Upper West Side Police Commissioner Bill Bratton recently reassigned a half-dozen precinct commanders in jurisdictions that extend north of 86th Street as part of a sweeping reorganization that entailed over 60 management changes citywide.
Included in the shakeup was 24th Precinct Inspector Nancy Barry, who was promoted to a precinct in the Bronx, according to the 24th Precinct’s Community Council President Tom Burnett. At her desk now sits Commander Marlon Larin, who introduced himself at a recent meeting with residents.
A 13-year veteran of the force, Larin’s last post was as second-in-command of the 25th Precinct, which covers portions of East Harlem, where he grew up. Larin said under the progressive new mayor and commissioner – Mayor Bill de Blasio did away with stop-and-frisk and Bratton disbanded the NYPD unit that spied on Muslims – he’s planning to foster a culture of respect for residents in the precinct.
“The mission of the 24th Precinct is the same mission that Inspector Barry was carrying…which is to carry on this department in a constitutional, respectful and compassionate manner,” said Larin. “Those were the three words that were coined by the administration and that’s something that we’re looking to continue going forward.”
Serious crimes do occur in the precinct, whose territory includes half of the Upper West Side from West 86th Street to West 110th Street. Crime statistics in the 24th tracked through April 6 of this year show an 82 percent increase in burglaries over the same period last year while felony auto thefts have jumped 125 percent. Grand larcenies have increased 13 percent.

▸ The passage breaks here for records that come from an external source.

use astra::{Body, ResponseBuilder};
use serde::Serialize;

use crate::errors::{AppError, ResultResp};

pub fn json_response<T: Serialize>(value: &T) -> ResultResp {
    let body = serde_json::to_string(value).map_err(|_| AppError::Internal)?;

    let resp = ResponseBuilder::new()
        .status(200)
        .header("Content-Type", "application/json")
        .body(Body::new(body))
        .map_err(|_| AppError::Internal)?;

    Ok(resp)
}
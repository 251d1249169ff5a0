use astra::Server;
use std::net::SocketAddr;
use std::sync::Arc;
use tracing_subscriber::EnvFilter;

use crate::db::connection::{init_db, Database};
use crate::db::roster::RosterStore;
use crate::responses::error_to_response;
use crate::router::{handle, App};

mod db;
mod domain;
mod errors;
mod responses;
mod router;
mod spreadsheets;

#[cfg(test)]
mod tests;

fn main() {
    tracing_subscriber::fmt()
        .with_env_filter(EnvFilter::try_from_default_env().unwrap_or_else(|_| "info".into()))
        .init();

    let db = match Database::open("mediation.sqlite3") {
        Ok(db) => db,
        Err(e) => {
            tracing::error!("failed to open database: {e}");
            std::process::exit(1);
        }
    };

    if let Err(e) = init_db(&db, "sql/schema.sql") {
        tracing::error!("database initialization failed: {e}");
        std::process::exit(1);
    }

    let roster = RosterStore::new(db.clone());
    let app = Arc::new(App { db, roster });

    let addr: SocketAddr = "127.0.0.1:3000".parse().expect("valid listen address");
    tracing::info!("listening on http://{addr}");

    let server = Server::bind(addr).max_workers(8);

    let result = server.serve(move |req, _info| match handle(req, &app) {
        Ok(resp) => resp,
        Err(err) => error_to_response(err),
    });

    if let Err(e) = result {
        tracing::error!("server ended with error: {e}");
    }
}
use astra::{Body, Response, ResponseBuilder};
use serde_json::json;

use crate::errors::AppError;

/// Convert an AppError into a JSON error response.
pub fn error_to_response(err: AppError) -> Response {
    let status = match err {
        AppError::Validation(_) | AppError::Range(_) => 400,
        AppError::NotFound => 404,
        AppError::Duplicate(_) => 409,
        AppError::Storage(_) | AppError::Xlsx(_) | AppError::Internal => 500,
    };
    json_error_response(status, &err.to_string())
}

/// Build a JSON error body with the given status.
pub fn json_error_response(status: u16, message: &str) -> Response {
    let body = json!({ "error": message }).to_string();

    ResponseBuilder::new()
        .status(status)
        .header("Content-Type", "application/json")
        .body(Body::new(body))
        .unwrap_or_else(|_| Response::new(Body::new("internal server error")))
}
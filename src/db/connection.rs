use rusqlite::Connection;
use std::fs;
use std::path::Path;
use std::sync::{Arc, Mutex};

use crate::errors::AppError;

/// Handle to the single local SQLite file. All access funnels through one
/// connection behind a mutex: the file has no internal concurrency control,
/// so mutations must never interleave and reads must never observe a
/// half-applied row.
#[derive(Clone)]
pub struct Database {
    conn: Arc<Mutex<Connection>>,
}

impl Database {
    pub fn open(path: impl AsRef<Path>) -> Result<Self, AppError> {
        let conn = Connection::open(path.as_ref())
            .map_err(|e| AppError::Storage(format!("open database failed: {e}")))?;
        Ok(Self {
            conn: Arc::new(Mutex::new(conn)),
        })
    }

    /// Provides the connection to the closure, serialized across callers.
    pub fn with_conn<F, T>(&self, f: F) -> Result<T, AppError>
    where
        F: FnOnce(&mut Connection) -> Result<T, AppError>,
    {
        let mut conn = self.conn.lock().map_err(|_| AppError::Internal)?;
        f(&mut conn)
    }
}

/// Initialize the database from a SQL schema file.
pub fn init_db(db: &Database, schema_path: &str) -> Result<(), AppError> {
    let schema_sql = fs::read_to_string(schema_path)
        .map_err(|e| AppError::Storage(format!("failed to read schema file: {e}")))?;

    db.with_conn(|conn| {
        conn.execute_batch(&schema_sql)
            .map_err(|e| AppError::Storage(format!("failed to apply schema: {e}")))?;
        Ok(())
    })?;

    tracing::info!("database initialized from {schema_path}");
    Ok(())
}
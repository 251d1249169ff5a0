use chrono::{Local, NaiveDate};
use rusqlite::types::Type;
use rusqlite::{params, Row};

use crate::db::connection::Database;
use crate::domain::case::{Case, CasePatch, Disposal, NewCase};
use crate::domain::filter::ValidatedFilter;
use crate::errors::AppError;

const SQL_CASES_BY_DATE: &str = include_str!("../../sql/cases_by_date.sql");

fn map_case(row: &Row<'_>) -> rusqlite::Result<Case> {
    let nature: String = row.get(3)?;
    let time_slot: String = row.get(6)?;
    let ndoh_time: Option<String> = row.get(11)?;
    let disposal: Option<String> = row.get(12)?;

    let invalid = |idx: usize, e: AppError| {
        rusqlite::Error::FromSqlConversionFailure(idx, Type::Text, Box::new(e))
    };

    Ok(Case {
        id: row.get(0)?,
        case_no: row.get::<_, i64>(1)? as u32,
        year: row.get::<_, i64>(2)? as u16,
        nature_of_case: nature.parse().map_err(|e| invalid(3, e))?,
        received_from: row.get(4)?,
        date: row.get(5)?,
        time_slot: time_slot.parse().map_err(|e| invalid(6, e))?,
        party1: row.get(7)?,
        party2: row.get(8)?,
        assigned_to: row.get(9)?,
        ndoh_date: row.get(10)?,
        ndoh_time: ndoh_time
            .map(|s| s.parse().map_err(|e| invalid(11, e)))
            .transpose()?,
        disposal_of_case: Disposal::from_db(disposal.as_deref()).map_err(|e| invalid(12, e))?,
        connected: row.get::<_, i64>(13)? as u8,
    })
}

/// Persist a new case, stamped with the current local date. The row starts
/// open: no disposal, no NDOH, connected count 0.
pub fn insert_case(db: &Database, case: &NewCase) -> Result<i64, AppError> {
    let date = Local::now().date_naive();

    db.with_conn(|conn| {
        let result = conn.execute(
            "INSERT INTO cases (
                case_no, year, nature_of_case, received_from, date, time_slot,
                party1, party2, assigned_to
            ) VALUES (?1, ?2, ?3, ?4, ?5, ?6, ?7, ?8, ?9)",
            params![
                case.case_no,
                case.year,
                case.nature_of_case.as_str(),
                case.received_from,
                date,
                case.time_slot.as_str(),
                case.party1,
                case.party2,
                case.assigned_to,
            ],
        );

        match result {
            Ok(_) => {
                let id = conn.last_insert_rowid();
                tracing::info!(
                    case_no = case.case_no,
                    year = case.year,
                    "case registered"
                );
                Ok(id)
            }
            Err(rusqlite::Error::SqliteFailure(e, _))
                if e.code == rusqlite::ErrorCode::ConstraintViolation =>
            {
                Err(AppError::Duplicate(format!(
                    "case {}/{} already exists",
                    case.case_no, case.year
                )))
            }
            Err(e) => Err(e.into()),
        }
    })
}

/// Apply a validated status patch to the case keyed by `(case_no, year)`.
/// A single UPDATE statement, so a rejected or failed call leaves the row
/// untouched.
pub fn update_case(
    db: &Database,
    case_no: u32,
    year: u16,
    patch: &CasePatch,
) -> Result<(), AppError> {
    db.with_conn(|conn| {
        let affected = conn.execute(
            "UPDATE cases
             SET disposal_of_case = ?1,
                 ndoh_date = ?2,
                 ndoh_time = ?3,
                 connected = ?4
             WHERE case_no = ?5 AND year = ?6",
            params![
                patch.disposal_of_case.as_db_str(),
                patch.ndoh_date,
                patch.ndoh_time.map(|t| t.as_str()),
                patch.connected,
                case_no,
                year,
            ],
        )?;

        if affected == 0 {
            return Err(AppError::NotFound);
        }
        tracing::info!(case_no, year, "case status updated");
        Ok(())
    })
}

/// All cases registered on `date`, in insertion order.
pub fn cases_by_date(db: &Database, date: NaiveDate) -> Result<Vec<Case>, AppError> {
    db.with_conn(|conn| {
        let mut stmt = conn.prepare(SQL_CASES_BY_DATE)?;
        let rows = stmt.query_map(params![date], map_case)?;

        let mut out = Vec::new();
        for row in rows {
            out.push(row?);
        }
        Ok(out)
    })
}

/// Evaluate a validated filter as a conjunctive WHERE clause: each present
/// field narrows the result, absent fields add nothing. Date bounds are
/// inclusive and compare the intake date only.
pub fn query_filtered(db: &Database, filter: &ValidatedFilter) -> Result<Vec<Case>, AppError> {
    let mut sql = String::from(
        "SELECT id, case_no, year, nature_of_case, received_from, date, time_slot,
                party1, party2, assigned_to, ndoh_date, ndoh_time, disposal_of_case,
                connected
         FROM cases WHERE 1=1",
    );
    let mut params: Vec<Box<dyn rusqlite::ToSql>> = Vec::new();

    if let Some(start) = filter.start_date {
        params.push(Box::new(start));
        sql.push_str(&format!(" AND date >= ?{}", params.len()));
    }
    if let Some(end) = filter.end_date {
        params.push(Box::new(end));
        sql.push_str(&format!(" AND date <= ?{}", params.len()));
    }
    if let Some(nature) = filter.nature_of_case {
        params.push(Box::new(nature.as_str()));
        sql.push_str(&format!(" AND nature_of_case = ?{}", params.len()));
    }
    if let Some(name) = &filter.assigned_to {
        params.push(Box::new(name.clone()));
        sql.push_str(&format!(" AND assigned_to = ?{}", params.len()));
    }
    sql.push_str(" ORDER BY id");

    db.with_conn(|conn| {
        let mut stmt = conn.prepare(&sql)?;
        let params_ref: Vec<&dyn rusqlite::ToSql> = params.iter().map(|b| b.as_ref()).collect();
        let rows = stmt.query_map(&params_ref[..], map_case)?;

        let mut out = Vec::new();
        for row in rows {
            out.push(row?);
        }
        Ok(out)
    })
}
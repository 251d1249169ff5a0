use serde_json::json;

use crate::errors::AppError;
use crate::tests::utils::{body_json, intake_payload, make_app, post_json};

#[test]
fn insert_then_query_round_trips_every_field() {
    let app = make_app();

    let mut resp = post_json(&app, "/cases", intake_payload(123456, 2024)).unwrap();
    let inserted = body_json(&mut resp);
    assert!(inserted["id"].as_i64().unwrap() > 0);

    let mut resp = post_json(&app, "/cases/query", json!({})).unwrap();
    let result = body_json(&mut resp);
    let cases = result["cases"].as_array().unwrap();
    assert_eq!(cases.len(), 1);

    let case = &cases[0];
    assert_eq!(case["case_no"], 123456);
    assert_eq!(case["year"], 2024);
    assert_eq!(case["nature_of_case"], "CivilRecovery");
    assert_eq!(case["received_from"], "DLSA");
    assert_eq!(case["time_slot"], "10:30");
    assert_eq!(case["party1"], "Ram Kumar");
    assert_eq!(case["party2"], "Shyam Kumar");
    assert_eq!(case["assigned_to"], "Sh_Tarun_Shokeen");
    assert_eq!(case["date"], chrono::Local::now().date_naive().to_string());
    assert_eq!(case["disposal_of_case"], "Pending");
    assert_eq!(case["ndoh_date"], serde_json::Value::Null);
    assert_eq!(case["connected"], 0);
}

#[test]
fn insert_rejects_unknown_nature() {
    let app = make_app();
    let mut payload = intake_payload(1, 2024);
    payload["nature_of_case"] = json!("Bogus");

    let err = post_json(&app, "/cases", payload).unwrap_err();
    assert!(matches!(err, AppError::Validation(_)));
}

#[test]
fn insert_rejects_assignee_missing_from_roster() {
    let app = make_app();
    let mut payload = intake_payload(1, 2024);
    payload["assigned_to"] = json!("Sh_Nobody");

    let err = post_json(&app, "/cases", payload).unwrap_err();
    assert!(matches!(err, AppError::Validation(_)));
}

#[test]
fn insert_rejects_duplicate_case_key_but_allows_other_years() {
    let app = make_app();

    post_json(&app, "/cases", intake_payload(42, 2024)).unwrap();
    let err = post_json(&app, "/cases", intake_payload(42, 2024)).unwrap_err();
    assert!(matches!(err, AppError::Duplicate(_)));

    // Same number in another year is a different case.
    post_json(&app, "/cases", intake_payload(42, 2025)).unwrap();
}

#[test]
fn update_missing_case_fails_and_changes_nothing() {
    let app = make_app();
    post_json(&app, "/cases", intake_payload(7, 2024)).unwrap();

    let err = post_json(
        &app,
        "/cases/update",
        json!({
            "case_no": 8,
            "year": 2024,
            "disposal_of_case": "Settled",
            "connected": 0,
        }),
    )
    .unwrap_err();
    assert!(matches!(err, AppError::NotFound));

    let mut resp = post_json(&app, "/cases/query", json!({})).unwrap();
    let result = body_json(&mut resp);
    assert_eq!(result["cases"][0]["disposal_of_case"], "Pending");
    assert_eq!(result["summary"]["pending"], 1);
}

#[test]
fn update_keyed_by_case_no_and_year() {
    let app = make_app();
    post_json(&app, "/cases", intake_payload(9, 2024)).unwrap();
    post_json(&app, "/cases", intake_payload(9, 2025)).unwrap();

    post_json(
        &app,
        "/cases/update",
        json!({
            "case_no": 9,
            "year": 2025,
            "disposal_of_case": "Settled",
            "connected": 2,
        }),
    )
    .unwrap();

    let mut resp = post_json(&app, "/cases/query", json!({})).unwrap();
    let result = body_json(&mut resp);
    for case in result["cases"].as_array().unwrap() {
        if case["year"] == 2025 {
            assert_eq!(case["disposal_of_case"], "Settled");
            assert_eq!(case["connected"], 2);
        } else {
            assert_eq!(case["disposal_of_case"], "Pending");
        }
    }
}

#[test]
fn update_records_ndoh_when_not_settled() {
    let app = make_app();
    post_json(&app, "/cases", intake_payload(11, 2024)).unwrap();

    let today = chrono::Local::now().date_naive();
    post_json(
        &app,
        "/cases/update",
        json!({
            "case_no": 11,
            "year": 2024,
            "disposal_of_case": "NotSettled",
            "ndoh_date": today.to_string(),
            "ndoh_time": "14:30",
            "connected": 1,
        }),
    )
    .unwrap();

    let mut resp = post_json(&app, "/cases/query", json!({})).unwrap();
    let case = body_json(&mut resp)["cases"][0].clone();
    assert_eq!(case["disposal_of_case"], "NotSettled");
    assert_eq!(case["ndoh_date"], today.to_string());
    assert_eq!(case["ndoh_time"], "14:30");
}

#[test]
fn update_without_ndoh_while_open_is_rejected() {
    let app = make_app();
    post_json(&app, "/cases", intake_payload(12, 2024)).unwrap();

    let err = post_json(
        &app,
        "/cases/update",
        json!({
            "case_no": 12,
            "year": 2024,
            "disposal_of_case": "NotSettled",
            "connected": 0,
        }),
    )
    .unwrap_err();
    assert!(matches!(err, AppError::Validation(_)));
}

#[test]
fn unknown_route_is_not_found() {
    let app = make_app();
    let err = post_json(&app, "/nope", json!({})).unwrap_err();
    assert!(matches!(err, AppError::NotFound));
}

Robberies are down 38 percent and felony assaults are down nine percent.
However, in one alarming case, a shot was fired from a .357 caliber handgun at Columbus Avenue and 95th Street during an April 11 altercation between rival “crews” from two nearby housing projects. The “Columbus Avenue Gunnerz,” who are based out of the Douglass Houses on Columbus Avenue and West 104th Street, collided with “Money Comes First,” who are from the Wise Towers further down on 91st Street.
Nobody was hurt in the incident, and the 24th Precinct happened to have an anti-crime unit already in the vicinity. Officers were able to arrest three minors who were involved on disorderly conduct charges and a fourth who had a previous warrant for jumping bail. The gun, however, was not recovered.
“There were no retaliatory acts over [last] weekend but it’s something that we’re still concerned about this weekend coming,” said Larin.
Larin said these crews – so called because gangs tend to be older, smarter about their crimes and less transient in their allegiances – often make forays into enemy territory in an attempt to harass rival crew members who may be caught alone at the time. The groups are typically made up of no more than 15 individuals ranging in age from 13 to 16, said Larin.
In a different incident that Larin said demonstrates the cooperation between the community and police that already exists, a man was arrested for allegedly trying to pay three young girls to watch him masturbate in his car at Columbus Avenue and 105th Street. The girls, who attend the nearby West Prep Academy middle school, ran into the school and alerted the administration who immediately called an officer that was assigned to school safety. Police responded minutes later and arrested Nnamdi Ihim, 25, who was found sitting in his car at the same location.
“I wasn’t even in command of the 24th Precinct yet but I had heard about [the incident],” said Larin. “It was just a great job done because obviously he was a sexual predator and it could have turned into something worse. These are the ties that the officers have established long before I even set foot in the [24th Precinct].”
When asked about priorities in the precinct, Larin deferred to his second-in-command.
“Pedestrian safety is our highest priority,” said the Executive Officer, Captain James Dennedy.
Although accidents are down about nine percent overall, the 24th Precinct saw 36 pedestrian collisions this year compared to 21 in the same period last year, according to Dennedy.
“We’re focusing our enforcement on summonses that we feel will best prevent pedestrian accidents,” said Dennedy. “Failure to yield to pedestrians, we’ve written 168 summonses this year compared to 74 last year, that’s a 127 percent increase.”
Dennedy said the 24th Precinct has written 123 percent more summonses this year for improper turns and 38 percent more summonses for motorists running red lights. Tickets issued for speeding rose 160 percent while those given for texting rose 93 percent. The 24th now has 12 officers who are trained on the precinct’s two radar guns to catch and ticket more speeders in the neighborhood, up from just five last year. The precinct is requesting more radar guns, said Dennedy.
Burnett of the 24th Precinct Community Council feels good about the choice of Larin for precinct commander, but predicts he won’t be in the 24th for very long. “I think he’s going to be extremely community oriented, which means he’ll be a good listener,” said Burnett. “But we tend to lose the good ones fast.”